Assim como a vida do lado de fora, a vida dentro de um hospital é repleta de pequenas tragédias.
Uma médica conta que certa vez dois vizinhos, amigos, brigaram e um deles deu um tiro no outro. Foi levado ao pronto socorro. Pouco depois o outro vizinho também chegou ao hospital, pois tinha ficado nervoso e enfartou. Os dois passaram um bom tempo na emergência, um ao lado do outro.
Na Grécia Antiga, as tragédias eram textos teatrais que nasciam das paixões humanas. Eram capazes de transmitir ao público as sensações vividas pelas personagens.
Uma agulha que não encontra a veia, a despedida de um colega de quarto, uma criança enfrentando doença de gente grande. Somos capazes de sentir na pele.

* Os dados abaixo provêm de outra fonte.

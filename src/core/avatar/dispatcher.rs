//! FIFO speech queue for the one-utterance-at-a-time avatar.
//!
//! A single worker task owns the backend calls, so utterances can never
//! interleave. The public handle enqueues, answers speaking-state queries,
//! and flips the permanent disable flag when the worker hits a quota
//! failure.
//!
//! The provider has no "finished speaking" event, so the worker holds each
//! utterance for an estimated duration derived from word count. That wait
//! and the inter-utterance delay are both cancelled by `disconnect`.

use std::sync::Arc;
use std::sync::atomic::{AtomicBool, Ordering};
use std::time::Duration;

use parking_lot::Mutex;
use tokio::sync::mpsc;
use tokio::task::JoinHandle;
use tokio::time::Instant;
use tokio_util::sync::CancellationToken;
use tracing::{debug, error, warn};

use super::backend::{AvatarBackend, AvatarStream};

/// Timing knobs for the dispatcher.
#[derive(Debug, Clone)]
pub struct DispatcherConfig {
    /// Assumed speaking rate for the duration estimate
    pub words_per_minute: f64,
    /// Fixed padding added to every estimate
    pub padding: Duration,
    /// Clamp bounds for the estimate; the upper bound caps worst-case stalls
    pub min_duration: Duration,
    pub max_duration: Duration,
    /// Pause between consecutive utterances, to stay under provider rate
    /// limits
    pub inter_utterance_delay: Duration,
}

impl Default for DispatcherConfig {
    fn default() -> Self {
        Self {
            words_per_minute: 160.0,
            padding: Duration::from_millis(600),
            min_duration: Duration::from_millis(1500),
            max_duration: Duration::from_secs(20),
            inter_utterance_delay: Duration::from_millis(500),
        }
    }
}

/// How long to hold an utterance before treating it as finished.
pub fn estimated_speech_duration(text: &str, config: &DispatcherConfig) -> Duration {
    let words = text.split_whitespace().count().max(1) as f64;
    let speaking = Duration::from_secs_f64(words * 60.0 / config.words_per_minute);
    (speaking + config.padding).clamp(config.min_duration, config.max_duration)
}

/// Speaking-state changes surfaced to the orchestrator and UI.
#[derive(Debug, Clone, PartialEq)]
pub enum SpeechNotice {
    /// An utterance was handed to the backend.
    Started { text: String },
    /// The utterance's estimated duration elapsed, or it failed.
    Ended { text: String },
    /// Quota exhausted; speech is off for the rest of the session. Sent
    /// exactly once.
    Disabled { reason: String },
}

struct DispatcherShared {
    backend: Arc<dyn AvatarBackend>,
    config: DispatcherConfig,
    stream: Mutex<Option<AvatarStream>>,
    disabled: AtomicBool,
    speaking: AtomicBool,
    /// Text and end time of the most recent utterance, for echo suppression
    last_speech: Mutex<Option<(String, Instant)>>,
    notices_tx: mpsc::UnboundedSender<SpeechNotice>,
}

impl DispatcherShared {
    fn notify(&self, notice: SpeechNotice) {
        let _ = self.notices_tx.send(notice);
    }

    fn finish_utterance(&self, text: String) {
        self.speaking.store(false, Ordering::Release);
        *self.last_speech.lock() = Some((text.clone(), Instant::now()));
        self.notify(SpeechNotice::Ended { text });
    }
}

/// Serializes `speak` requests against the avatar backend.
pub struct SpeechDispatcher {
    shared: Arc<DispatcherShared>,
    queue_tx: mpsc::UnboundedSender<String>,
    shutdown: CancellationToken,
    worker: Mutex<Option<JoinHandle<()>>>,
}

impl SpeechDispatcher {
    /// Build the dispatcher and start its worker. Returns the dispatcher and
    /// the speaking-state notice stream.
    pub fn new(
        backend: Arc<dyn AvatarBackend>,
        config: DispatcherConfig,
    ) -> (Self, mpsc::UnboundedReceiver<SpeechNotice>) {
        let (notices_tx, notices_rx) = mpsc::unbounded_channel();
        let (queue_tx, queue_rx) = mpsc::unbounded_channel();
        let shared = Arc::new(DispatcherShared {
            backend,
            config,
            stream: Mutex::new(None),
            disabled: AtomicBool::new(false),
            speaking: AtomicBool::new(false),
            last_speech: Mutex::new(None),
            notices_tx,
        });

        let shutdown = CancellationToken::new();
        let worker = tokio::spawn(Self::run(Arc::clone(&shared), queue_rx, shutdown.clone()));

        let dispatcher = Self {
            shared,
            queue_tx,
            shutdown,
            worker: Mutex::new(Some(worker)),
        };
        (dispatcher, notices_rx)
    }

    /// Open a rendering stream at the provider. Must succeed before any
    /// utterance can play.
    pub async fn connect(&self) -> Result<AvatarStream, super::AvatarError> {
        let stream = self.shared.backend.create_stream().await?;
        *self.shared.stream.lock() = Some(stream.clone());
        Ok(stream)
    }

    /// Enqueue one utterance. Returns `false` when speech is permanently
    /// disabled for this session; the disable itself was already reported
    /// through the notice stream, so callers need not surface it again.
    pub fn speak(&self, text: &str) -> bool {
        if self.shared.disabled.load(Ordering::Acquire) {
            debug!("Dropping utterance; avatar speech is disabled");
            return false;
        }
        if text.trim().is_empty() {
            return true;
        }
        self.queue_tx.send(text.to_string()).is_ok()
    }

    pub fn is_speaking(&self) -> bool {
        self.shared.speaking.load(Ordering::Acquire)
    }

    pub fn is_disabled(&self) -> bool {
        self.shared.disabled.load(Ordering::Acquire)
    }

    /// Most recent utterance and when it ended, if any has finished.
    pub fn last_speech(&self) -> Option<(String, Instant)> {
        self.shared.last_speech.lock().clone()
    }

    /// Cancel any in-flight duration wait, drop the queue, and close the
    /// provider stream. Idempotent.
    pub async fn disconnect(&self) {
        self.shutdown.cancel();
        let worker = self.worker.lock().take();
        if let Some(worker) = worker {
            let _ = worker.await;
        }
        self.shared.speaking.store(false, Ordering::Release);

        let stream = self.shared.stream.lock().take();
        if let Some(stream) = stream {
            if let Err(e) = self.shared.backend.close_stream(&stream).await {
                warn!("Avatar stream close failed: {e}");
            }
        }
    }

    async fn run(
        shared: Arc<DispatcherShared>,
        mut queue_rx: mpsc::UnboundedReceiver<String>,
        shutdown: CancellationToken,
    ) {
        loop {
            let text = tokio::select! {
                _ = shutdown.cancelled() => return,
                item = queue_rx.recv() => match item {
                    Some(text) => text,
                    None => return,
                },
            };
            // Drained after the disable flag flipped; drop silently, the
            // disable was already reported
            if shared.disabled.load(Ordering::Acquire) {
                continue;
            }

            Self::speak_one(&shared, text, &shutdown).await;

            // Rate-limit gap before the next queued utterance
            tokio::select! {
                _ = shutdown.cancelled() => return,
                _ = tokio::time::sleep(shared.config.inter_utterance_delay) => {}
            }
        }
    }

    async fn speak_one(shared: &Arc<DispatcherShared>, text: String, shutdown: &CancellationToken) {
        let stream = shared.stream.lock().clone();
        let Some(stream) = stream else {
            warn!("Dropping utterance; no avatar stream is open");
            return;
        };

        shared.speaking.store(true, Ordering::Release);
        shared.notify(SpeechNotice::Started { text: text.clone() });

        match shared.backend.speak(&stream, &text).await {
            Ok(()) => {
                let hold = estimated_speech_duration(&text, &shared.config);
                debug!(?hold, "Holding for estimated utterance duration");
                tokio::select! {
                    _ = shutdown.cancelled() => {
                        shared.speaking.store(false, Ordering::Release);
                        return;
                    }
                    _ = tokio::time::sleep(hold) => {}
                }
                shared.finish_utterance(text);
            }
            Err(e) if e.is_quota_signal() => {
                error!("Avatar quota exhausted; disabling speech for this session: {e}");
                let already = shared.disabled.swap(true, Ordering::AcqRel);
                shared.speaking.store(false, Ordering::Release);
                shared.notify(SpeechNotice::Ended { text });
                if !already {
                    shared.notify(SpeechNotice::Disabled {
                        reason: e.to_string(),
                    });
                }
            }
            Err(e) => {
                warn!("Avatar speak failed; skipping utterance: {e}");
                shared.finish_utterance(text);
            }
        }
    }
}

impl Drop for SpeechDispatcher {
    fn drop(&mut self) {
        self.shutdown.cancel();
    }
}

Para um palhaço, as pequenas tragédias entram como alimento nos motores da criação, do improviso. Ele tem plena abertura para o que chega. Tudo o que acontece à volta do palhaço é considerado por ele, tudo pode ser ressignificado. As dificuldades são reconhecidas, transpostas e transformadas – nada é minimizado. E é com esse estado de espírito que o trabalho flui, trazendo contornos à realidade do hospital.
Mas também há tragédias grandes. Tragédias que vêm do lado de fora.
Anas al-Basha era um sírio de 24 anos que atuava como palhaço em Aleppo. Ele era voluntário da organização não governamental síria Space of Hope e se apresentava para as crianças em meio ao cerco da cidade. Foi morto num ataque aéreo.
“Ele se recusou a sair da cidade para continuar o trabalho como voluntário para ajudar os civis, dar presentes e esperança às crianças”, escreveu Mahmoud al-Basha, irmão de Anas. Assim como milhares de palhaços em zonas de conflito, Anas fazia da tragédia seu alimento. E, infelizmente, por ela foi consumido.
Nos últimos dias temos visto cenas e pedidos de socorro de crianças desta guerra. Sem muito poder fazer, a não ser clamar por uma decisão política que suspenda o reforço bélico das tropas, sentimos na pele.
Sentimos muito. E seguimos enfrentando, munidos de arte e humanidade, as pequenas tragédias do dia a dia.